■ Provided data

• • • • •

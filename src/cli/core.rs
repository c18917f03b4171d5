use std::{io, sync::Arc};

use dialoguer::theme::ColorfulTheme;
use rustyline::error::ReadlineError;
use strsim::levenshtein;
use thiserror::Error;

use crate::{
    config::{Config, ConfigError, ConfigManager},
    core::{Clock, IdentityContext, LedgerSession, SystemClock},
    domain::{AccountId, Person, PersonId, Transaction},
    errors::LedgerError,
    storage::{JsonFileStore, StoreError},
};

use super::commands;
use super::io as cli_io;
use super::registry::{CommandEntry, CommandRegistry};

/// Environment variable that switches the shell to line-by-line stdin processing.
pub const SCRIPT_ENV: &str = "PEOPLE_LEDGER_CLI_SCRIPT";

#[derive(Debug, Clone, Copy, PartialEq, Eq)]
pub enum CliMode {
    Interactive,
    Script,
}

impl CliMode {
    pub fn from_env() -> Self {
        if std::env::var_os(SCRIPT_ENV).is_some() {
            CliMode::Script
        } else {
            CliMode::Interactive
        }
    }
}

#[derive(Debug, Clone, Copy, PartialEq, Eq)]
pub(crate) enum LoopControl {
    Continue,
    Exit,
}

#[derive(Debug, Error)]
pub enum CliError {
    #[error(transparent)]
    Io(#[from] io::Error),
    #[error(transparent)]
    Readline(#[from] ReadlineError),
    #[error(transparent)]
    Config(#[from] ConfigError),
    #[error("could not open ledger data: {0}")]
    Storage(#[from] StoreError),
    #[error("{0}")]
    Command(String),
}

impl From<CommandError> for CliError {
    fn from(err: CommandError) -> Self {
        CliError::Command(err.to_string())
    }
}

#[derive(Debug, Error)]
pub enum CommandError {
    #[error("{0}")]
    InvalidArguments(String),
    #[error("{0}")]
    Message(String),
    #[error(transparent)]
    Ledger(#[from] LedgerError),
    #[error(transparent)]
    Config(#[from] ConfigError),
    #[error(transparent)]
    Dialoguer(#[from] dialoguer::Error),
    #[error("exit requested")]
    ExitRequested,
}

pub type CommandResult = Result<(), CommandError>;

/// State shared by every command handler for the lifetime of the shell.
pub struct ShellContext {
    pub(crate) mode: CliMode,
    pub(crate) running: bool,
    pub(crate) registry: CommandRegistry,
    pub(crate) session: Arc<LedgerSession>,
    pub(crate) identity: IdentityContext,
    pub(crate) config_manager: ConfigManager,
    pub(crate) config: Config,
    pub(crate) clock: Arc<dyn Clock>,
    pub(crate) theme: ColorfulTheme,
    pub(crate) last_command: Option<String>,
}

impl ShellContext {
    pub fn new(mode: CliMode) -> Result<Self, CliError> {
        Self::with_manager(mode, ConfigManager::new())
    }

    /// Builds a shell whose config and data live under `config_manager`'s directory.
    pub fn with_manager(mode: CliMode, config_manager: ConfigManager) -> Result<Self, CliError> {
        let config = config_manager.load()?;
        let store = Arc::new(JsonFileStore::open(config_manager.data_file())?);
        let clock: Arc<dyn Clock> = Arc::new(SystemClock);
        let session = Arc::new(
            LedgerSession::new(store)
                .with_clock(Arc::clone(&clock))
                .with_max_people(config.max_people),
        );
        let identity = IdentityContext::signed_in(config.account.as_str());
        session.follow(&identity);

        let mut registry = CommandRegistry::new();
        for entry in commands::all_definitions() {
            registry.register(entry);
        }

        Ok(Self {
            mode,
            running: true,
            registry,
            session,
            identity,
            config_manager,
            config,
            clock,
            theme: ColorfulTheme::default(),
            last_command: None,
        })
    }

    pub(crate) fn command_names(&self) -> Vec<&'static str> {
        self.registry.names().collect()
    }

    pub(crate) fn command(&self, name: &str) -> Option<&CommandEntry> {
        self.registry.get(name)
    }

    pub(crate) fn prompt(&self) -> String {
        let account = self
            .session
            .account()
            .map(|id| id.to_string())
            .unwrap_or_else(|| "signed out".into());
        match self.session.get_active_person() {
            Some(person) => format!("people_ledger [{account}:{}]> ", person.name),
            None => format!("people_ledger [{account}]> "),
        }
    }

    pub(crate) fn dispatch(
        &mut self,
        command: &str,
        raw: &str,
        args: &[&str],
    ) -> Result<LoopControl, CommandError> {
        if let Some(handler) = self.registry.handler(command) {
            match handler(self, args) {
                Ok(()) => Ok(LoopControl::Continue),
                Err(CommandError::ExitRequested) => Ok(LoopControl::Exit),
                Err(err) => Err(err),
            }
        } else {
            self.suggest_command(raw);
            Ok(LoopControl::Continue)
        }
    }

    pub(crate) fn process_line(&mut self, line: &str) -> Result<LoopControl, CommandError> {
        let tokens = match super::shell::parse_command_line(line) {
            Ok(tokens) => tokens,
            Err(err) => {
                cli_io::print_warning(err);
                return Ok(LoopControl::Continue);
            }
        };
        let Some((raw, rest)) = tokens.split_first() else {
            return Ok(LoopControl::Continue);
        };
        let command = raw.to_lowercase();
        let args: Vec<&str> = rest.iter().map(String::as_str).collect();

        self.last_command = Some(line.trim().to_string());
        let control = self.dispatch(&command, raw, &args)?;
        if control == LoopControl::Exit {
            self.running = false;
        }
        Ok(control)
    }

    pub(crate) fn suggest_command(&self, input: &str) {
        cli_io::print_warning(format!(
            "Unknown command `{}`. Type `help` to see available commands.",
            input
        ));

        let needle = input.to_lowercase();
        let best = self
            .registry
            .names()
            .map(|name| (levenshtein(name, &needle), name))
            .min_by_key(|(distance, _)| *distance);
        if let Some((distance, name)) = best {
            if distance <= 3 {
                cli_io::print_info(format!("Suggestion: `{}`?", name));
            }
        }
    }

    pub(crate) fn confirm(&self, prompt: &str) -> Result<bool, CommandError> {
        if self.mode == CliMode::Script {
            return Ok(true);
        }
        cli_io::confirm_action(&self.theme, prompt, false)
    }

    pub(crate) fn confirm_exit(&self) -> Result<bool, CliError> {
        if self.mode == CliMode::Script {
            return Ok(true);
        }
        Ok(cli_io::confirm_action(&self.theme, "Exit shell?", true)?)
    }

    pub(crate) fn report_error(&self, err: CommandError) {
        match err {
            CommandError::ExitRequested => {}
            CommandError::InvalidArguments(message) => {
                cli_io::print_error(message);
                cli_io::print_hint("Use `help <command>` for usage details.");
            }
            CommandError::Ledger(LedgerError::SignedOut) => {
                cli_io::print_error(LedgerError::SignedOut);
                cli_io::print_hint("Sign in with `account <id>`.");
            }
            other => cli_io::print_error(other),
        }
    }

    /// Resolves a person by id, case-insensitive name, or unique id prefix.
    pub(crate) fn resolve_person(&self, reference: &str) -> Result<Person, CommandError> {
        let people = self.session.people_by_creation();
        if let Some(found) = people.iter().find(|p| p.id.as_str() == reference) {
            return Ok(found.clone());
        }
        if let Some(found) = people.iter().find(|p| p.matches_name(reference)) {
            return Ok(found.clone());
        }
        unique_prefix(&people, reference, |p| p.id.as_str())
            .ok_or_else(|| CommandError::Message(format!("No person matches `{reference}`.")))
    }

    /// The person named in `args[0]`, or the active person when no argument was given.
    pub(crate) fn person_or_active(&self, args: &[&str]) -> Result<Person, CommandError> {
        match args.first() {
            Some(reference) => self.resolve_person(reference),
            None => self.active_person(),
        }
    }

    pub(crate) fn active_person(&self) -> Result<Person, CommandError> {
        self.session.get_active_person().ok_or_else(|| {
            CommandError::Message("No active person. Use `use <person>` first.".into())
        })
    }

    /// Resolves a transaction by full id or unique id prefix.
    pub(crate) fn resolve_transaction(&self, reference: &str) -> Result<Transaction, CommandError> {
        let people: Vec<PersonId> = self
            .session
            .people_by_creation()
            .into_iter()
            .map(|p| p.id)
            .collect();
        let transactions: Vec<Transaction> = people
            .iter()
            .flat_map(|id| self.session.list_transactions(id))
            .collect();
        if let Some(found) = transactions.iter().find(|t| t.id.as_str() == reference) {
            return Ok(found.clone());
        }
        unique_prefix(&transactions, reference, |t| t.id.as_str()).ok_or_else(|| {
            CommandError::Message(format!("No single transaction matches `{reference}`."))
        })
    }

    pub(crate) fn switch_account(&mut self, account: &str) -> CommandResult {
        let account = account.trim();
        if account.is_empty() {
            return Err(CommandError::InvalidArguments(
                "Account id cannot be empty.".into(),
            ));
        }
        self.identity.sign_in(AccountId::new(account));
        if self.session.account().is_none() {
            return Err(CommandError::Message(format!(
                "Could not open account `{account}`."
            )));
        }
        self.config.account = account.to_string();
        self.config_manager.save(&self.config)?;
        Ok(())
    }
}

fn unique_prefix<T: Clone>(items: &[T], prefix: &str, id: impl Fn(&T) -> &str) -> Option<T> {
    if prefix.is_empty() {
        return None;
    }
    let mut matches = items.iter().filter(|item| id(item).starts_with(prefix));
    match (matches.next(), matches.next()) {
        (Some(found), None) => Some(found.clone()),
        _ => None,
    }
}

#[cfg(test)]
pub(crate) fn process_script(
    manager: ConfigManager,
    lines: &[&str],
) -> Result<ShellContext, CliError> {
    let mut context = ShellContext::with_manager(CliMode::Script, manager)?;
    for line in lines {
        match context.process_line(line) {
            Ok(LoopControl::Continue) => {}
            Ok(LoopControl::Exit) => break,
            Err(err) => context.report_error(err),
        }
    }
    Ok(context)
}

• • • • •

■ Your goal
Using the records above, set down exactly the lines from the one with "cli_io::print_error(message);" through the one with "let people = self.session.people_by_creation();", inclusive, and nothing more.

■ Task output
                cli_io::print_error(message);
                cli_io::print_hint("Use `help <command>` for usage details.");
            }
            CommandError::Ledger(LedgerError::SignedOut) => {
                cli_io::print_error(LedgerError::SignedOut);
                cli_io::print_hint("Sign in with `account <id>`.");
            }
            other => cli_io::print_error(other),
        }
    }

    /// Resolves a person by id, case-insensitive name, or unique id prefix.
    pub(crate) fn resolve_person(&self, reference: &str) -> Result<Person, CommandError> {
        let people = self.session.people_by_creation();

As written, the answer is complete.